Denali Capital (NASDAQ:DECA) announced this morning that its shareholders approved its combination with biotech firm Longevity during a special meeting yesterday, January 9.
The deal was overwhelmingly approved as holders of 5,196,327 shares voted in favor of the proposal while holders of just 10,100 shares cast their votes against it.
In connection with the meeting, shareholders holding 4,440,202 public shares opted to redeem their shares. In total, Denali saw an aggregate of 98.82% of its trust removed from redemptions, including from previous extension votes, leaving it with around $1 million post-vote.

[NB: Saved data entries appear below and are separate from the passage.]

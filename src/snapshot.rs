//! JSON state snapshots written next to the config.

use std::fs;
use std::path::Path;

use serde::de::DeserializeOwned;
use serde::Serialize;

use crate::error::{AgentError, Result};

/// Write `value` as pretty JSON through a temp file and rename.
pub fn write_json<T: Serialize + ?Sized>(path: &Path, value: &T) -> Result<()> {
    if let Some(parent) = path.parent() {
        fs::create_dir_all(parent)
            .map_err(|e| AgentError::io(format!("Failed to create {:?}: {}", parent, e)))?;
    }
    let content = serde_json::to_vec_pretty(value)
        .map_err(|e| AgentError::io(format!("Failed to serialize {:?}: {}", path, e)))?;
    let tmp = path.with_extension("json.tmp");
    fs::write(&tmp, content)
        .map_err(|e| AgentError::io(format!("Failed to write {:?}: {}", tmp, e)))?;
    fs::rename(&tmp, path)
        .map_err(|e| AgentError::io(format!("Failed to replace {:?}: {}", path, e)))
}

/// Read a snapshot, falling back to `T::default()` when the file is missing or
/// unreadable. The fallback is written back immediately.
pub fn read_json_or_default<T>(path: &Path) -> T
where
    T: Serialize + DeserializeOwned + Default,
{
    let loaded = match fs::read(path) {
        Ok(bytes) => match serde_json::from_slice::<T>(&bytes) {
            Ok(value) => return value,
            Err(e) => {
                log::warn!("Snapshot {:?} is corrupt ({}), starting empty", path, e);
                T::default()
            }
        },
        Err(e) if e.kind() == std::io::ErrorKind::NotFound => {
            log::info!("No snapshot at {:?}, starting empty", path);
            T::default()
        }
        Err(e) => {
            log::warn!("Failed to read snapshot {:?} ({}), starting empty", path, e);
            T::default()
        }
    };
    if let Err(e) = write_json(path, &loaded) {
        log::warn!("Failed to write fresh snapshot {:?}: {}", path, e);
    }
    loaded
}

#[cfg(test)]
mod tests {
    use std::collections::BTreeMap;
    use std::fs;

    use super::{read_json_or_default, write_json};

    #[test]
    fn corrupt_snapshot_is_replaced_with_default() {
        let tmp = tempfile::tempdir().unwrap();
        let path = tmp.path().join("state").join("WorkQueue.json");
        fs::create_dir_all(path.parent().unwrap()).unwrap();
        fs::write(&path, b"{not json").unwrap();

        let loaded: Vec<u32> = read_json_or_default(&path);
        assert!(loaded.is_empty());
        assert_eq!(fs::read_to_string(&path).unwrap().trim(), "[]");
    }

    #[test]
    fn missing_snapshot_is_created() {
        let tmp = tempfile::tempdir().unwrap();
        let path = tmp.path().join("state").join("GameServerState.json");
        let loaded: BTreeMap<String, u32> = read_json_or_default(&path);
        assert!(loaded.is_empty());
        assert!(path.exists());
    }

    #[test]
    fn written_snapshot_reads_back() {
        let tmp = tempfile::tempdir().unwrap();
        let path = tmp.path().join("q.json");
        write_json(&path, &vec![1u32, 2, 3]).unwrap();
        let loaded: Vec<u32> = read_json_or_default(&path);
        assert_eq!(loaded, vec![1, 2, 3]);
    }
}
//! Work order types exchanged with the control server.

use serde::{Deserialize, Serialize};
use uuid::Uuid;

use crate::error::{AgentError, Result};

/// Lifecycle of a work order. Only ever moves forward.
#[derive(Debug, Clone, Copy, Default, PartialEq, Eq, Hash, Serialize, Deserialize)]
pub enum WorkStatus {
    #[default]
    Waiting,
    PickedUp,
    InProgress,
    Completed,
    Failed,
}

impl WorkStatus {
    fn rank(self) -> u8 {
        match self {
            Self::Waiting => 0,
            Self::PickedUp => 1,
            Self::InProgress => 2,
            Self::Completed | Self::Failed => 3,
        }
    }

    pub fn is_terminal(self) -> bool {
        matches!(self, Self::Completed | Self::Failed)
    }

    /// Whether a transition from `self` to `next` keeps the status moving forward.
    pub fn can_advance_to(self, next: Self) -> bool {
        !self.is_terminal() && next.rank() > self.rank()
    }
}

/// A work order as received from the control server.
#[derive(Debug, Clone, PartialEq, Eq, Serialize, Deserialize)]
#[serde(rename_all = "camelCase")]
pub struct WorkItem {
    pub id: Uuid,
    pub target_type: u16,
    #[serde(default)]
    pub status: WorkStatus,
    /// Opaque payload, deserialized per target type.
    #[serde(default, with = "base64_bytes")]
    pub work_data: Vec<u8>,
    #[serde(default)]
    pub attempt_count: u32,
}

impl WorkItem {
    pub fn new(target: TargetType, work_data: Vec<u8>) -> Self {
        Self {
            id: Uuid::new_v4(),
            target_type: target.code(),
            status: WorkStatus::Waiting,
            work_data,
            attempt_count: 0,
        }
    }

    /// Move to `next`, refusing backwards or post-terminal transitions.
    pub fn advance(&mut self, next: WorkStatus) -> bool {
        if self.status.can_advance_to(next) {
            self.status = next;
            true
        } else {
            log::warn!(
                "Ignoring work item {} status change {:?} -> {:?}",
                self.id,
                self.status,
                next
            );
            false
        }
    }

    pub fn target(&self) -> Result<TargetType> {
        TargetType::try_from(self.target_type)
    }

    /// Decode `work_data` as JSON.
    pub fn payload<T: serde::de::DeserializeOwned>(&self) -> Result<T> {
        if self.work_data.is_empty() {
            return Err(AgentError::invalid_payload(format!(
                "work item {} carries no payload",
                self.id
            )));
        }
        Ok(serde_json::from_slice(&self.work_data)?)
    }
}

/// Which side of the agent a target type addresses.
#[derive(Debug, Clone, Copy, PartialEq, Eq)]
pub enum TargetCategory {
    Host,
    GameServer,
    StatusUpdate,
}

impl TargetCategory {
    /// Category by range membership: 100-199 host, 200-299 game server, 300-399 status update.
    pub fn of(raw: u16) -> Option<Self> {
        match raw {
            100..=199 => Some(Self::Host),
            200..=299 => Some(Self::GameServer),
            300..=399 => Some(Self::StatusUpdate),
            _ => None,
        }
    }
}

/// Every target type the agent knows how to execute.
#[derive(Debug, Clone, Copy, PartialEq, Eq, Hash)]
pub enum TargetType {
    HostStatusRefresh,
    HostSteamCmdReset,
    HostCacheCleanup,
    Install,
    Update,
    Start,
    Stop,
    Restart,
    Uninstall,
    Backup,
    UpdateCheck,
    StatusRefresh,
    StatusUpdate,
}

impl TargetType {
    pub fn code(self) -> u16 {
        match self {
            Self::HostStatusRefresh => 100,
            Self::HostSteamCmdReset => 101,
            Self::HostCacheCleanup => 102,
            Self::Install => 200,
            Self::Update => 201,
            Self::Start => 202,
            Self::Stop => 203,
            Self::Restart => 204,
            Self::Uninstall => 205,
            Self::Backup => 206,
            Self::UpdateCheck => 207,
            Self::StatusRefresh => 208,
            Self::StatusUpdate => 300,
        }
    }

    pub fn category(self) -> TargetCategory {
        match self {
            Self::HostStatusRefresh | Self::HostSteamCmdReset | Self::HostCacheCleanup => {
                TargetCategory::Host
            }
            Self::Install
            | Self::Update
            | Self::Start
            | Self::Stop
            | Self::Restart
            | Self::Uninstall
            | Self::Backup
            | Self::UpdateCheck
            | Self::StatusRefresh => TargetCategory::GameServer,
            Self::StatusUpdate => TargetCategory::StatusUpdate,
        }
    }
}

impl TryFrom<u16> for TargetType {
    type Error = AgentError;

    fn try_from(raw: u16) -> Result<Self> {
        let category = TargetCategory::of(raw)
            .ok_or_else(|| AgentError::invalid_payload(format!("target type {raw} is out of range")))?;
        let target = match (category, raw) {
            (TargetCategory::Host, 100) => Self::HostStatusRefresh,
            (TargetCategory::Host, 101) => Self::HostSteamCmdReset,
            (TargetCategory::Host, 102) => Self::HostCacheCleanup,
            (TargetCategory::GameServer, 200) => Self::Install,
            (TargetCategory::GameServer, 201) => Self::Update,
            (TargetCategory::GameServer, 202) => Self::Start,
            (TargetCategory::GameServer, 203) => Self::Stop,
            (TargetCategory::GameServer, 204) => Self::Restart,
            (TargetCategory::GameServer, 205) => Self::Uninstall,
            (TargetCategory::GameServer, 206) => Self::Backup,
            (TargetCategory::GameServer, 207) => Self::UpdateCheck,
            (TargetCategory::GameServer, 208) => Self::StatusRefresh,
            (TargetCategory::StatusUpdate, 300) => Self::StatusUpdate,
            _ => {
                return Err(AgentError::invalid_payload(format!(
                    "target type {raw} is not assigned in the {category:?} range"
                )))
            }
        };
        Ok(target)
    }
}

mod base64_bytes {
    use base64::engine::general_purpose::STANDARD;
    use base64::Engine as _;
    use serde::{Deserialize as _, Deserializer, Serializer};

    pub fn serialize<S: Serializer>(bytes: &[u8], serializer: S) -> Result<S::Ok, S::Error> {
        serializer.serialize_str(&STANDARD.encode(bytes))
    }

    pub fn deserialize<'de, D: Deserializer<'de>>(deserializer: D) -> Result<Vec<u8>, D::Error> {
        let encoded = Option::<String>::deserialize(deserializer)?.unwrap_or_default();
        STANDARD
            .decode(encoded.trim())
            .map_err(serde::de::Error::custom)
    }
}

In August, Denali added $18 million in equity funding to its combination with Longevity through the sale of newly issued series A preferred shares to FutureTech Capital. But, the amount of shares purchased was later decreased in November from 1,800,000 to 1,300,000, reducing the funding to $13 million.
When announcing the business combination, Denali noted it aimed to raise a $30 million PIPE and that it must provide $30 million in cash in order for the deal to close. However, this closing cash condition was later waived.
The parties have not yet disclosed a timeline for the closing of the combination, but upon completion, the combined company is expected to trade on the Nasdaq under the symbol “LBIO”.
Denali Capital initially announced its $236.2 million combination with Longevity in January 2023. Bothell, Washington-based Longevity is building a platform to consolidate a number of clinical-stage therapies, beginning with treatment candidates aiming to improve outcomes of certain vascular conditions as well as replace lost tissue.